Treat the line containing "use anaface_vision::VisionError;" as the last one, and return every line exactly from the first line of the material below up to it.

● ● ● ● ● ● ●

//! Wire types for the anaface detection worker.
//!
//! This crate provides Serde-serializable types for:
//! - The host command envelope (`init`, `analyze`)
//! - The reply envelope (`ready`, `faces`, `error`)
//! - Face records with relative bounding boxes

pub mod error;
pub mod face;
pub mod protocol;

pub use error::{ModelsError, ModelsResult};
pub use face::{FaceRecord, RelativeBbox, KEYPOINT_COUNT};
pub use protocol::{ErrorKind, Reply, WireCommand};
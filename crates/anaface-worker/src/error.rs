//! Worker error types.

use anaface_models::ErrorKind;
use anaface_vision::VisionError;
use thiserror::Error;

pub type WorkerResult<T> = Result<T, WorkerError>;

#[derive(Debug, Error)]
pub enum WorkerError {
    #[error("Worker is not ready (state: {0})")]
    NotReady(&'static str),

    #[error("Worker already initialized (state: {0})")]
    AlreadyInitialized(&'static str),

    #[error("Worker failed permanently: {0}")]
    Unusable(String),

    #[error("Unrecognized command: {0}")]
    UnknownCommand(String),

    #[error("Initialization failed: {0}")]
    InitFailed(String),

    #[error("Image decode failed: {0}")]
    ImageDecode(String),

    #[error("Vision error: {0}")]
    Vision(#[from] VisionError),

    #[error("Channel closed: {0}")]
    ChannelClosed(String),

    #[error("IO error: {0}")]
    Io(#[from] std::io::Error),
}

impl WorkerError {
    pub fn unknown_command(msg: impl Into<String>) -> Self {
        Self::UnknownCommand(msg.into())
    }

    pub fn init_failed(msg: impl Into<String>) -> Self {
        Self::InitFailed(msg.into())
    }

    pub fn image_decode(msg: impl Into<String>) -> Self {
        Self::ImageDecode(msg.into())
    }

    pub fn channel_closed(msg: impl Into<String>) -> Self {
        Self::ChannelClosed(msg.into())
    }

    /// Failure class reported to the host.
    pub fn kind(&self) -> ErrorKind {
        match self {
            WorkerError::NotReady(_)
            | WorkerError::AlreadyInitialized(_)
            | WorkerError::UnknownCommand(_) => ErrorKind::Precondition,
            WorkerError::Vision(e) if e.is_surface_rejection() => ErrorKind::Precondition,
            WorkerError::Unusable(_) | WorkerError::InitFailed(_) => ErrorKind::Fatal,
            WorkerError::Vision(e) if e.is_bring_up() => ErrorKind::Fatal,
            WorkerError::ImageDecode(_) | WorkerError::Vision(_) | WorkerError::Io(_) => {
                ErrorKind::Inference
            }
            WorkerError::ChannelClosed(_) => ErrorKind::Fatal,
        }
    }

    /// Whether the worker can keep serving after this error.
    pub fn is_fatal(&self) -> bool {
        self.kind() == ErrorKind::Fatal
    }
}
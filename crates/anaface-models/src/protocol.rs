//! Host/worker message envelopes.
//!
//! Commands flow host → worker tagged by `cmd`, replies flow worker → host
//! tagged by `what`. Every command produces exactly one reply.

use schemars::JsonSchema;
use serde::{Deserialize, Serialize};

use crate::error::{ModelsError, ModelsResult};
use crate::face::FaceRecord;

/// Command envelope as it arrives on the wire.
///
/// Payloads that cannot cross a text boundary (the surface, decoded images)
/// are described here and materialized by the host before routing.
#[derive(Debug, Clone, PartialEq, Serialize, Deserialize, JsonSchema)]
#[serde(tag = "cmd", rename_all = "snake_case")]
pub enum WireCommand {
    /// Allocate the rendering surface and bring up the backend.
    /// Missing dimensions fall back to the configured square size.
    Init {
        #[serde(default, skip_serializing_if = "Option::is_none")]
        width: Option<u32>,
        #[serde(default, skip_serializing_if = "Option::is_none")]
        height: Option<u32>,
    },
    /// Detect faces in the image file at `path`.
    Analyze { path: String },
}

impl WireCommand {
    /// Decode one protocol line.
    pub fn parse(line: &str) -> ModelsResult<Self> {
        let trimmed = line.trim();
        if trimmed.is_empty() {
            return Err(ModelsError::EmptyCommand);
        }
        serde_json::from_str(trimmed).map_err(|e| ModelsError::UnknownCommand {
            raw: trimmed.to_string(),
            reason: e.to_string(),
        })
    }

    /// Protocol tag of this command.
    pub fn tag(&self) -> &'static str {
        match self {
            WireCommand::Init { .. } => "init",
            WireCommand::Analyze { .. } => "analyze",
        }
    }
}

/// Failure class reported to the host.
#[derive(Debug, Clone, Copy, PartialEq, Eq, Hash, Serialize, Deserialize, JsonSchema)]
#[serde(rename_all = "snake_case")]
pub enum ErrorKind {
    /// Caller broke the protocol: non-square surface, analyze before ready,
    /// repeated init, unknown command.
    Precondition,
    /// Backend or detector bring-up failed; the worker is permanently unusable.
    Fatal,
    /// A single analyze call failed; the worker stays ready.
    Inference,
}

impl ErrorKind {
    pub fn as_str(&self) -> &'static str {
        match self {
            ErrorKind::Precondition => "precondition",
            ErrorKind::Fatal => "fatal",
            ErrorKind::Inference => "inference",
        }
    }
}

impl std::fmt::Display for ErrorKind {
    fn fmt(&self, f: &mut std::fmt::Formatter<'_>) -> std::fmt::Result {
        f.write_str(self.as_str())
    }
}

/// Reply envelope.
#[derive(Debug, Clone, PartialEq, Serialize, Deserialize, JsonSchema)]
#[serde(tag = "what", rename_all = "snake_case")]
pub enum Reply {
    /// Backend and detector are up; `analyze` may be sent.
    Ready,
    /// Faces found in the last analyzed image, best score first.
    Faces { faces: Vec<FaceRecord> },
    /// The command could not be served.
    Error { kind: ErrorKind, message: String },
}

impl Reply {
    /// Create a faces reply.
    pub fn faces(faces: Vec<FaceRecord>) -> Self {
        Reply::Faces { faces }
    }

    /// Create an error reply.
    pub fn error(kind: ErrorKind, message: impl Into<String>) -> Self {
        Reply::Error {
            kind,
            message: message.into(),
        }
    }

    /// Protocol tag of this reply.
    pub fn tag(&self) -> &'static str {
        match self {
            Reply::Ready => "ready",
            Reply::Faces { .. } => "faces",
            Reply::Error { .. } => "error",
        }
    }

    pub fn is_error(&self) -> bool {
        matches!(self, Reply::Error { .. })
    }

    /// Serialize as a single protocol line (no trailing newline).
    pub fn to_line(&self) -> ModelsResult<String> {
        Ok(serde_json::to_string(self)?)
    }
}
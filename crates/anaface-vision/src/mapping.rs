//! Surface-space detections to relative coordinates.
//!
//! The box mapping normalizes by the rendered (post-scale) extent:
//!
//! ```text
//! x1' = x1 / rh
//! y1' = y1 * rw / rh / rh
//! x2' = x2 / rh
//! y2' = y2 * rw / rh / rh
//! ```
//!
//! x is normalized by height only and y picks up an extra `rw / rh`. Consumers
//! invert this with [`RelativeBbox::for_size`] using the same extent, so the
//! asymmetry is part of the contract. Keypoints are passed through unchanged.

use anaface_models::RelativeBbox;

use crate::face::{AbsoluteFace, RelativeFace};
use crate::scale::ScaleInfo;

#[derive(Debug, Clone, Copy, PartialEq)]
pub struct CoordinateMapper {
    rendered_width: f32,
    rendered_height: f32,
}

impl CoordinateMapper {
    pub fn new(rendered_width: f32, rendered_height: f32) -> Self {
        Self {
            rendered_width,
            rendered_height,
        }
    }

    /// Mapper for the extent an image was drawn at.
    pub fn from_scale(scale: &ScaleInfo) -> Self {
        Self::new(scale.rendered_width(), scale.rendered_height())
    }

    pub fn rendered_width(&self) -> f32 {
        self.rendered_width
    }

    pub fn rendered_height(&self) -> f32 {
        self.rendered_height
    }

    pub fn map_bbox(&self, bbox: [f32; 4]) -> RelativeBbox {
        let (rw, rh) = (self.rendered_width, self.rendered_height);
        let [x1, y1, x2, y2] = bbox;
        RelativeBbox::new([x1 / rh, y1 * rw / rh / rh, x2 / rh, y2 * rw / rh / rh])
    }

    pub fn to_relative(&self, face: &AbsoluteFace) -> RelativeFace {
        RelativeFace::new(face.score, self.map_bbox(face.bbox), face.keypoints)
    }

    pub fn map_all(&self, faces: &[AbsoluteFace]) -> Vec<RelativeFace> {
        faces.iter().map(|f| self.to_relative(f)).collect()
    }
}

● ● ● ● ● ● ●

Answer to this exercise.
//! Wire types for the anaface detection worker.
//!
//! This crate provides Serde-serializable types for:
//! - The host command envelope (`init`, `analyze`)
//! - The reply envelope (`ready`, `faces`, `error`)
//! - Face records with relative bounding boxes

pub mod error;
pub mod face;
pub mod protocol;

pub use error::{ModelsError, ModelsResult};
pub use face::{FaceRecord, RelativeBbox, KEYPOINT_COUNT};
pub use protocol::{ErrorKind, Reply, WireCommand};
filename crates/anaface-worker/src/error.rs
//! Worker error types.

use anaface_models::ErrorKind;
use anaface_vision::VisionError;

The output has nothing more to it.